В ту же минуту заработал пулемет Суслова. В первых рядах стали падать, через упавших перескакивали бежавшие сзади. Внезапно движение наступающих замедлилось. Часть бежавших залегла, часть повернула обратно. Слева, спотыкаясь на секунду перед новой длинной очередью, работал пулемет Суслова. Немецкая пехота, прижатая к земле огнем, уже не могла подняться. Несколько солдат, пытавшихся сделать перебежку, были тут же убиты. Наступала та минута перелома, которая могла решить бой. Если подняться сейчас встречной атакой, можно опрокинуть противника.
То, чего Соковнин еще не испытал в своей жизни, о чем знал только из корреспонденции во фронтовой газете – как проверка всех его познаний и духа, требовало сейчас действий!.. Он уперся ногой в земляной выступ окопа и минуту спустя не мог даже вспомнить, успел ли крикнуть: «За мной!»

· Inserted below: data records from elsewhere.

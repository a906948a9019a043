//! Content hashing.
//!
//! Manifest families declare file hashes with different algorithms: the
//! application payload uses SHA-256, while runtime-component manifests
//! carry legacy SHA-1 digests. Everything that compares local content to a
//! manifest goes through [`HashAlgorithm`] so no caller is tied to one
//! digest.
//!
//! Hashes are lowercase hex strings. Comparison against a declared hash is
//! case-insensitive and constant-time.

use std::fmt;
use std::fs::File;
use std::io::{self, Read};
use std::path::Path;

use serde::{Deserialize, Serialize};
use sha1::Sha1;
use sha2::{Digest, Sha256};
use subtle::ConstantTimeEq;

use crate::error::BootstrapError;

/// Buffer size for reading files during hash computation (64KB).
const HASH_BUFFER_SIZE: usize = 64 * 1024;

/// Digest algorithm a manifest declares its hashes in.
#[derive(Debug, Clone, Copy, PartialEq, Eq, Hash, Serialize, Deserialize)]
#[serde(rename_all = "lowercase")]
pub enum HashAlgorithm {
    /// Legacy digest used by runtime-component manifests.
    Sha1,
    /// Digest used by application and executable manifests.
    Sha256,
}

impl HashAlgorithm {
    /// Start an incremental hasher for this algorithm.
    pub fn hasher(self) -> ContentHasher {
        match self {
            Self::Sha1 => ContentHasher::Sha1(Sha1::new()),
            Self::Sha256 => ContentHasher::Sha256(Sha256::new()),
        }
    }

    /// Hash an in-memory buffer.
    pub fn digest(self, data: &[u8]) -> String {
        let mut hasher = self.hasher();
        hasher.update(data);
        hasher.finalize_hex()
    }
}

impl fmt::Display for HashAlgorithm {
    fn fmt(&self, f: &mut fmt::Formatter<'_>) -> fmt::Result {
        match self {
            Self::Sha1 => write!(f, "sha1"),
            Self::Sha256 => write!(f, "sha256"),
        }
    }
}

/// Incremental hasher over one of the supported algorithms.
///
/// Used by the download path to hash bytes as they are streamed to disk.
pub enum ContentHasher {
    Sha1(Sha1),
    Sha256(Sha256),
}

impl ContentHasher {
    /// Feed more bytes into the digest.
    pub fn update(&mut self, data: &[u8]) {
        match self {
            Self::Sha1(h) => h.update(data),
            Self::Sha256(h) => h.update(data),
        }
    }

    /// Finish the digest and return it as lowercase hex.
    pub fn finalize_hex(self) -> String {
        match self {
            Self::Sha1(h) => hex::encode(h.finalize()),
            Self::Sha256(h) => hex::encode(h.finalize()),
        }
    }
}

/// Compute the hash of a file, reading it in chunks.
///
/// # Errors
///
/// Returns an error if the file cannot be opened or read.
pub fn hash_file(path: &Path, algorithm: HashAlgorithm) -> Result<String, BootstrapError> {
    let mut file = File::open(path)?;
    let mut hasher = algorithm.hasher();
    let mut buffer = vec![0u8; HASH_BUFFER_SIZE];

    loop {
        let bytes_read = file.read(&mut buffer)?;
        if bytes_read == 0 {
            break;
        }
        hasher.update(&buffer[..bytes_read]);
    }

    Ok(hasher.finalize_hex())
}

/// Compare two hex digests in constant time, ignoring case.
pub fn hashes_equal(actual: &str, expected: &str) -> bool {
    let actual = actual.to_ascii_lowercase();
    let expected = expected.to_ascii_lowercase();
    actual.len() == expected.len() && actual.as_bytes().ct_eq(expected.as_bytes()).into()
}

/// Check whether a file on disk has the expected content hash.
///
/// Returns `Ok(false)` when the file does not exist; any other I/O failure
/// is propagated.
pub fn file_matches(
    path: &Path,
    algorithm: HashAlgorithm,
    expected: &str,
) -> Result<bool, BootstrapError> {
    match hash_file(path, algorithm) {
        Ok(actual) => Ok(hashes_equal(&actual, expected)),
        Err(BootstrapError::Io(e)) if e.kind() == io::ErrorKind::NotFound => Ok(false),
        Err(e) => Err(e),
    }
}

Он бежал по степи и по топоту ног слышал, что за ним следуют поднятые в атаку. Теперь казалось, что нужно лишь добежать до какой-то черты – и будет решен не только этот бой, но, может быть, и вся война…
Впереди него, оглядываясь на ходу, тяжело бежал большой грузный немец. Внезапно, пригнувшись, он ринулся в сторону кукурузного поля, пробежал, ломая стебли кукурузы, несколько шагов и рухнул, видимо настигнутый пулей.
За обочиной поля темнела ломаная линия немецких окопов. Это и была та черта, то заключение боя, которое означало победу… С ревом и топотом бежали люди его роты, и он знал, что на плечах отступающих они ворвутся сейчас в их окопы. Он поравнялся с немцем, который упал в кукурузу. Только в ту минуту, когда что-то зло хлестнуло его по животу, Соковнин понял, что немец жив и это он в него выстрелил. Он остановился на бегу, точно перерезанный надвое болью…
Потом он увидел близко от своего лица подошвы сапог, утыканные шипами. Белое грудастое облачко плыло в вышине, похожее на колыбель. Большая цикада сделала вдруг прыжок и, выждав, застрекотала. Трава под его щекой пахла пылью и горечью. Он попробовал приподняться на локте, но только пыльные стебли кукурузы зашевелились над ним.